* YOUR OBJECTIVE *
Below are the records; they must be reproduced verbatim.
-*-*-
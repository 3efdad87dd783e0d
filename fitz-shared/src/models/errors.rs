use serde::{Deserialize, Serialize};

/// Error body returned by the API for non-2xx responses.
#[derive(Debug, Deserialize, Serialize, PartialEq, Eq)]
pub struct ErrorResponse {
    /// The main error message
    pub message: String,
    /// Optional additional details about the error
    #[serde(default, skip_serializing_if = "Option::is_none")]
    pub details: Option<String>,
}

impl ErrorResponse {
    /// Creates a new error response with just a message.
    pub fn new(message: impl Into<String>) -> Self {
        Self {
            message: message.into(),
            details: None,
        }
    }

    /// Extracts the server-provided message from a raw response body.
    ///
    /// Falls back to `fallback` when the body is not a JSON error object or the
    /// message is blank.
    #[must_use]
    pub fn message_from_body(body: &str, fallback: &str) -> String {
        serde_json::from_str::<Self>(body)
            .ok()
            .map(|error| error.message)
            .filter(|message| !message.trim().is_empty())
            .unwrap_or_else(|| fallback.to_string())
    }
}

impl std::fmt::Display for ErrorResponse {
    fn fmt(&self, f: &mut std::fmt::Formatter<'_>) -> std::fmt::Result {
        match &self.details {
            Some(details) => write!(f, "{}: {}", self.message, details),
            None => write!(f, "{}", self.message),
        }
    }
}

impl std::error::Error for ErrorResponse {}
-*-*-
* RESPONSE FOR THIS EXERCISE *
repository 3efdad87dd783e0d
filename fitz-shared/src/models/errors.rs
use serde::{Deserialize, Serialize};

/// Error body returned by the API for non-2xx responses.
#[derive(Debug, Deserialize, Serialize, PartialEq, Eq)]
pub struct ErrorResponse {
    /// The main error message
    pub message: String,
    /// Optional additional details about the error
    #[serde(default, skip_serializing_if = "Option::is_none")]
    pub details: Option<String>,
}

impl ErrorResponse {
    /// Creates a new error response with just a message.
    pub fn new(message: impl Into<String>) -> Self {
        Self {
            message: message.into(),
            details: None,
        }
    }

    /// Extracts the server-provided message from a raw response body.
    ///
    /// Falls back to `fallback` when the body is not a JSON error object or the
    /// message is blank.
    #[must_use]
    pub fn message_from_body(body: &str, fallback: &str) -> String {
        serde_json::from_str::<Self>(body)
            .ok()
            .map(|error| error.message)
            .filter(|message| !message.trim().is_empty())
            .unwrap_or_else(|| fallback.to_string())
    }
}

impl std::fmt::Display for ErrorResponse {
    fn fmt(&self, f: &mut std::fmt::Formatter<'_>) -> std::fmt::Result {
        match &self.details {
            Some(details) => write!(f, "{}: {}", self.message, details),
            None => write!(f, "{}", self.message),
        }
    }
}

impl std::error::Error for ErrorResponse {}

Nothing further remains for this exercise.